Bifcode Bifcode serialization format

STATUS

This module and related encoding format are still under development. Do not use it anywhere near production. Input is welcome.

DESCRIPTION

Bifcode implements the bifcode serialisation format, a mixed binary/text encoding with support for the following data types:

  • Primitive:
    • Undefined(null)
    • Booleans(true/false)
    • Integer numbers
    • Floating point numbers
    • UTF8 strings
    • Binary strings
  • Structured:
    • Arrays(lists)
    • Hashes(dictionaries)

The encoding is simple to construct and relatively easy to parse. There is no need to escape special characters in strings. It is not considered human readable, but as it is mostly text it can usually be visually debugged.

Bifcode can only be constructed canonically; i.e. there is only one possible encoding per data structure. This property makes it suitable for comparing structures (using cryptographic hashes) across networks.

In terms of size the encoding is similar to minified JSON. In terms of speed this module compares well with other pure Perl encoding modules with the same features.

MOTIVATION & GOALS

Bifcode was created for a project because none of currently available serialization formats (Bencode, JSON, MsgPack, Sereal, YAML, etc) met the requirements of:

  • Support for undef
  • Support for UTF8 strings
  • Support for binary data
  • Trivial to construct on the fly from within SQLite triggers
  • Universally-recognized canonical form for hashing

There no lofty goals or intentions to promote this outside of my specific case. Use it or not, as you please, based on your own requirements. Constructive discussion is welcome.

SPECIFICATION

The encoding is defined as follows:

BIFCODE_UNDEF

A null or undefined value correspond to '~'.

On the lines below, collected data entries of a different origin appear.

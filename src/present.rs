//! Presentation Adapter
//!
//! Shapes aggregates into the `{name, value}` series and paged tables the
//! dashboard widgets consume.

use serde::Serialize;

use crate::aggregate::Grouped;

pub const ROWS_PER_PAGE: usize = 10;

#[derive(Debug, Clone, PartialEq, Serialize)]
pub struct NamedValue<V = u64> {
    pub name: String,
    pub value: V,
}

impl<V> NamedValue<V> {
    pub fn new(name: impl Into<String>, value: V) -> Self {
        Self {
            name: name.into(),
            value,
        }
    }
}

/// Series in first-seen order.
pub fn unranked<V>(grouped: Grouped<V>) -> Vec<NamedValue<V>> {
    grouped
        .into_iter()
        .map(|(name, value)| NamedValue { name, value })
        .collect()
}

/// Series sorted by value, largest first. Equal values keep first-seen order.
pub fn ranked<V: PartialOrd>(grouped: Grouped<V>) -> Vec<NamedValue<V>> {
    let mut series = unranked(grouped);
    sort_descending(&mut series, |item| &item.value);
    series
}

pub fn top_n<V: PartialOrd>(grouped: Grouped<V>, n: usize) -> Vec<NamedValue<V>> {
    let mut series = ranked(grouped);
    series.truncate(n);
    series
}

/// Stable descending sort on a partially ordered key.
pub fn sort_descending<T, K, F>(items: &mut [T], key: F)
where
    K: PartialOrd + ?Sized,
    F: Fn(&T) -> &K,
{
    items.sort_by(|a, b| {
        key(b)
            .partial_cmp(key(a))
            .unwrap_or(std::cmp::Ordering::Equal)
    });
}

#[derive(Debug, Clone, PartialEq, Serialize)]
#[serde(rename_all = "camelCase")]
pub struct Page<T> {
    pub items: Vec<T>,
    /// 1-based, clamped to the available pages.
    pub page: usize,
    pub total_pages: usize,
    pub total_rows: usize,
}

pub fn paginate<T: Clone>(rows: &[T], page: usize) -> Page<T> {
    let total_pages = rows.len().div_ceil(ROWS_PER_PAGE).max(1);
    let page = page.clamp(1, total_pages);
    let start = (page - 1) * ROWS_PER_PAGE;
    let items = rows.iter().skip(start).take(ROWS_PER_PAGE).cloned().collect();
    Page {
        items,
        page,
        total_pages,
        total_rows: rows.len(),
    }
}
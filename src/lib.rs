//! HR dashboard reporting engine.
//!
//! Sheets arrive from spreadsheet scripts as JSON 2-D arrays. They are
//! normalized into typed records, filtered, aggregated and shaped into the
//! view models of each dashboard page.

pub mod aggregate;
pub mod api;
pub mod config;
pub mod fetch;
pub mod filter;
pub mod models;
pub mod present;
pub mod rate;
pub mod reports;
pub mod session;
pub mod table;
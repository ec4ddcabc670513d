//! Rate Calculator

/// Round half away from zero to `decimals` places.
pub fn round_to(value: f64, decimals: u32) -> f64 {
    let factor = 10f64.powi(decimals as i32);
    (value * factor).round() / factor
}

/// `numerator / denominator * 100` rounded to `decimals`; exactly 0 when the
/// denominator is 0.
pub fn percentage(numerator: f64, denominator: f64, decimals: u32) -> f64 {
    if denominator == 0.0 {
        return 0.0;
    }
    let rate = round_to(numerator / denominator * 100.0, decimals);
    if rate.is_finite() {
        rate
    } else {
        0.0
    }
}

pub fn percentage_of(numerator: u64, denominator: u64, decimals: u32) -> f64 {
    percentage(numerator as f64, denominator as f64, decimals)
}

/// Sum of `(started + ended) / 2` over every record of the period. This is a
/// plain sum, not a time-weighted average.
pub fn average_workforce<I>(movements: I) -> f64
where
    I: IntoIterator<Item = (u64, u64)>,
{
    movements
        .into_iter()
        .map(|(started, ended)| (started + ended) as f64 / 2.0)
        .sum()
}

pub fn turnover_rate(finished: u64, average_workforce: f64) -> f64 {
    percentage(finished as f64, average_workforce, 2)
}

#[cfg(test)]
mod tests {
    use super::*;

    #[test]
    fn test_zero_denominator() {
        assert_eq!(percentage(5.0, 0.0, 2), 0.0);
        assert_eq!(percentage_of(0, 0, 0), 0.0);
        assert_eq!(turnover_rate(3, 0.0), 0.0);
    }

    #[test]
    fn test_precision() {
        assert_eq!(percentage_of(1, 3, 0), 33.0);
        assert_eq!(percentage_of(1, 3, 1), 33.3);
        assert_eq!(percentage_of(2, 3, 2), 66.67);
        assert_eq!(round_to(2.5, 0), 3.0);
    }

    #[test]
    fn test_turnover_example() {
        let average = average_workforce([(10, 8)]);
        assert_eq!(average, 9.0);
        assert_eq!(turnover_rate(2, average), 22.22);
    }

    #[test]
    fn test_average_sums_group_records() {
        assert_eq!(average_workforce([(10, 8), (4, 6)]), 14.0);
        assert_eq!(average_workforce(Vec::new()), 0.0);
    }
}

BIFCODE_TRUE and BIFCODE_FALSE

Boolean values are represented by '1' and '0'.

BIFCODE_UTF8

A UTF8 string is 'U' followed by the octet length of the decoded string as a base ten number followed by a colon and the decoded string. For example "\x{df}" corresponds to "U2:\x{c3}\x{9f}".

BIFCODE_BYTES

Opaque data is 'B' followed by the octet length of the data as a base ten number followed by a colon and then the data itself. For example a three-byte blob 'xyz' corresponds to 'B3:xyz'.

BIFCODE_INTEGER

Integers are represented by an 'I' followed by the number in base 10 followed by a ','. For example 'I3,' corresponds to 3 and 'I-3,' corresponds to -3. Integers have no size limitation. 'I-0,' is invalid. All encodings with a leading zero, such as 'I03,', are invalid, other than 'I0,', which of course corresponds to 0.

BIFCODE_FLOAT

Floats are represented by an 'F' followed by a decimal number in base 10 followed by a 'e' followed by an exponent followed by a ','. For example 'F3.0e-1,' corresponds to 0.3 and 'F-0.1e0,' corresponds to -0.1. Floats have no size limitation. 'F-0.0,' is invalid. All encodings with an extraneous leading zero, such as 'F03.0e0,', are invalid.

BIFCODE_LIST

Lists are encoded as a '[' followed by their elements (also bifcode encoded) followed by a ']'. For example '[U4:spamU4:eggs]' corresponds to ['spam', 'eggs'].

BIFCODE_DICT

Dictionaries are encoded as a '{' followed by a list of alternating keys and their corresponding values followed by a '}'. For example, '{U3:cowU3:mooU4:spamU4:eggs}' corresponds to {'cow': 'moo', 'spam': 'eggs'} and '{U4:spam[U1:aU1:b]}' corresponds to {'spam': ['a', 'b']}. Keys must be BIFCODE_UTF8 or BIFCODE_BYTES and appear in sorted order (sorted as raw strings, not alphanumerics).

INTERFACE

encode_bifcode( $datastructure )

Takes a single argument which may be a scalar, or may be a reference to either a scalar, an array or a hash. Arrays and hashes may in turn contain values of these same types. Returns a byte string.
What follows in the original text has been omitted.